“In a recent
study, University of Minnesota biologist Emilie C. Snell-Rood found evidence
suggesting that our direct changes to the natural habitats of animals (through
technologies advances, antibiotics and revised food pyramids) have caused some
animals to evolve with bigger brains. Dr. Snell-Rood studied dozens of
individual animal skulls, some as old as a century, from ten different species
including bats, gophers and mice. In two of the species, the white-footed mouse
and the meadow role, the brains of the animals plucked from metropolitan areas
or suburbs were about 6% bigger than those of the animals taken from farms or
other rural areas. Dr. Snell-Rood's hypothesis after assessing the first wave
of results was that brains become significantly bigger when they move to cities
or bustling towns, where the animals must learn to find food in places that
they're not biologically trained to encounter or expect.”
Again this
is not an example of evolution, but another example of selective breeding. None of these critters in the study evolved
into another species, rather like we breed the miniature horse by choosing
which horse to breed with each horse to get the desired results. In this case the selective breading was
forced indirectly upon the animals by humans instead of directly. If you want to call this an example of
evolution you have to call what breeders of all livestock, dogs, and cats do
also an example of evolution.
I truly do
not think that these biologist knows what the difference in evolution and
selective breeding is. Regardless of
where man is forcing the selection or nature unless and until a new species
comes into being it cannot be claimed to be an example of evolution.
Just as we
breed horses and dogs to have smaller and then bigger heads, to be stronger or
weaker, fasted or slower, so can change in wild animal's habitat by killing off
the less adaptable, and forcing the remainder to breed with what is available
to breed with, and pass on the charistics of the survivor. This is in principle
what the breeder is doing when he culls his stock of undesirable
charistics. If you are going to claim
one is evolution then you have to let the other have the same designation.
In a paper
published Oct. 28, 2013, in the journal Proceedings of the National Academy of
Sciences, Isbell; Hisao Nishijo and Quan Van Le at Toyama University, Japan;
and Rafael Maior and Carlos Tomaz at the University of Brasilia, Brazil; and
colleagues show that there are specific nerve cells in the brains of rhesus
macaque monkeys that respond to images of snakes. From the report: “The snake-sensitive neurons
were more numerous, and responded more strongly and rapidly, than other nerve
cells that fired in response to images of macaque faces or hands, or to
geometric shapes. Isbell said she was surprised that more neurons responded to
snakes than to faces, given that primates are highly social animals.”
Isbell
originally published her hypothesis in 2006, following up with a book, The
Fruit, the Tree and the Serpent (Harvard University Press, 2009) in which she
argued that our primate ancestors evolved good, close-range vision primarily to
spot and avoid dangerous snakes. If Isbell
really said this then she does not understand the Theory of Evolution at
all. I read stuff like this all the
time, “…ancestors evolved good, close-range vision primarily to spot and
avoid…” or “garaffs evolve long neck to eat the top of trees” or "The
common ancestors of all primates evolved an opposable thumb so they could grasp
branches." These are all Back
Assward.
If evolution
works it is haphazard without purpose or plan.

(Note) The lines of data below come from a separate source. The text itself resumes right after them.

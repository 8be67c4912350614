//! GPMI and BCH register layouts, as packed into PIO words and control registers

use bitfield::bitfield;

/// GPMI_CTRL0 command modes
#[derive(Debug, Clone, Copy, PartialEq, Eq)]
#[repr(u8)]
pub enum CommandMode {
    Write = 0,
    Read = 1,
    ReadAndCompare = 2,
    WaitForReady = 3,
}

impl From<u8> for CommandMode {
    fn from(value: u8) -> Self {
        match value & 3 {
            0 => CommandMode::Write,
            1 => CommandMode::Read,
            2 => CommandMode::ReadAndCompare,
            _ => CommandMode::WaitForReady,
        }
    }
}

/// Which NAND latch a transfer targets
#[derive(Debug, Clone, Copy, PartialEq, Eq)]
#[repr(u8)]
pub enum AddressSpace {
    Data = 0,
    Cle = 1,
    Ale = 2,
}

impl From<u8> for AddressSpace {
    fn from(value: u8) -> Self {
        match value {
            1 => AddressSpace::Cle,
            2 => AddressSpace::Ale,
            _ => AddressSpace::Data,
        }
    }
}

bitfield! {
    #[derive(Clone, Copy, PartialEq, Eq, Default)]
    pub struct Ctrl0(u32);
    impl Debug;
    pub run, set_run: 29;
    pub dev_irq_en, set_dev_irq_en: 28;
    pub lock_cs, set_lock_cs: 27;
    pub udma, set_udma: 26;
    pub u8, command_mode_bits, set_command_mode_bits: 25, 24;
    pub word_length_8, set_word_length_8: 23;
    pub u8, cs, set_cs: 22, 20;
    pub u8, address_bits, set_address_bits: 19, 17;
    pub address_increment, set_address_increment: 16;
    pub u16, xfer_count, set_xfer_count: 15, 0;
}

impl Ctrl0 {
    /// An 8-bit transfer of `count` units on chip select `cs`
    pub fn new(mode: CommandMode, cs: usize, space: AddressSpace, count: usize) -> Self {
        let mut ctrl0 = Ctrl0::default();
        ctrl0.set_command_mode_bits(mode as u8);
        ctrl0.set_word_length_8(true);
        ctrl0.set_cs(cs as u8);
        ctrl0.set_address_bits(space as u8);
        ctrl0.set_xfer_count(count as u16);
        ctrl0
    }

    pub fn command_mode(&self) -> CommandMode {
        self.command_mode_bits().into()
    }

    pub fn address(&self) -> AddressSpace {
        self.address_bits().into()
    }
}

/// BCH operation requested through GPMI_ECCCTRL
#[derive(Debug, Clone, Copy, PartialEq, Eq)]
#[repr(u8)]
pub enum EccCommand {
    Decode = 0,
    Encode = 1,
}

/// ECCCTRL buffer mask covering the full page (payload and auxiliary)
pub const BUFFER_MASK_PAGE: u16 = 0x1FF;
/// ECCCTRL buffer mask covering only the auxiliary buffer
pub const BUFFER_MASK_AUX_ONLY: u16 = 0x100;

bitfield! {
    #[derive(Clone, Copy, PartialEq, Eq, Default)]
    pub struct EccCtrlReg(u32);
    impl Debug;
    pub u16, handle, set_handle: 31, 16;
    pub u8, ecc_cmd, set_ecc_cmd: 14, 13;
    pub enable_ecc, set_enable_ecc: 12;
    pub u16, buffer_mask, set_buffer_mask: 8, 0;
}

impl EccCtrlReg {
    pub fn page(cmd: EccCommand) -> Self {
        let mut reg = EccCtrlReg::default();
        reg.set_enable_ecc(true);
        reg.set_ecc_cmd(cmd as u8);
        reg.set_buffer_mask(BUFFER_MASK_PAGE);
        reg
    }

    pub fn encoding(&self) -> bool {
        self.ecc_cmd() == EccCommand::Encode as u8
    }
}

bitfield! {
    #[derive(Clone, Copy, PartialEq, Eq, Default)]
    pub struct Timing0(u32);
    impl Debug;
    pub u8, address_setup, set_address_setup: 23, 16;
    pub u8, data_hold, set_data_hold: 15, 8;
    pub u8, data_setup, set_data_setup: 7, 0;
}

bitfield! {
    #[derive(Clone, Copy, PartialEq, Eq, Default)]
    pub struct Timing1(u32);
    impl Debug;
    pub u16, busy_timeout, set_busy_timeout: 31, 16;
}

bitfield! {
    #[derive(Clone, Copy, PartialEq, Eq, Default)]
    pub struct Ctrl1(u32);
    impl Debug;
    pub u8, wrn_dly_sel, set_wrn_dly_sel: 23, 22;
    pub bch_mode, set_bch_mode: 18;
    pub dll_enable, set_dll_enable: 17;
    pub half_period, set_half_period: 16;
    pub u8, rdn_delay, set_rdn_delay: 15, 12;
    pub dev_reset, set_dev_reset: 3;
    pub ata_irqrdy_polarity, set_ata_irqrdy_polarity: 2;
    pub gpmi_mode, set_gpmi_mode: 0;
}

bitfield! {
    /// BCH_FLASH0LAYOUT0
    #[derive(Clone, Copy, PartialEq, Eq, Default)]
    pub struct BchLayout0(u32);
    impl Debug;
    pub u8, nblocks, set_nblocks: 31, 24;
    pub u8, meta_size, set_meta_size: 23, 16;
    pub u8, ecc0, set_ecc0: 15, 12;
    pub u16, data0_size, set_data0_size: 11, 0;
}

bitfield! {
    /// BCH_FLASH0LAYOUT1
    #[derive(Clone, Copy, PartialEq, Eq, Default)]
    pub struct BchLayout1(u32);
    impl Debug;
    pub u16, page_size, set_page_size: 31, 16;
    pub u8, eccn, set_eccn: 15, 12;
    pub u16, datan_size, set_datan_size: 11, 0;
}

#[test]
fn test_ctrl0_packing() {
    let ctrl0 = Ctrl0::new(CommandMode::Write, 1, AddressSpace::Cle, 3);
    assert_eq!(ctrl0.0, (1 << 23) | (1 << 20) | (1 << 17) | 3);
    assert_eq!(ctrl0.command_mode(), CommandMode::Write);
    assert_eq!(ctrl0.address(), AddressSpace::Cle);

    let ctrl0 = Ctrl0::new(CommandMode::WaitForReady, 0, AddressSpace::Data, 0);
    assert_eq!(ctrl0.command_mode(), CommandMode::WaitForReady);
}

#[test]
fn test_eccctrl_packing() {
    let reg = EccCtrlReg::page(EccCommand::Encode);
    assert_eq!(reg.0, (1 << 13) | (1 << 12) | 0x1FF);
    assert!(reg.encoding());
    assert!(!EccCtrlReg::page(EccCommand::Decode).encoding());
}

If it is planed what it is doing then it is a substituted for God.
When she "... argued that our primate ancestors evolved good,
close-range vision primarily to spot and avoid dangerous snakes.". Her words are saying that evolution planed
this and executed it.
There can be
no reason for evolution to do anything, not to allow our ancestors to see
snakes, or have to have a grasping hand.
What she has done is to find, "The snake-sensitive neurons were more
numerous, and responded more strongly and rapidly, than other nerve cells that
fired in response to images of macaque faces or hands, or to geometric shapes.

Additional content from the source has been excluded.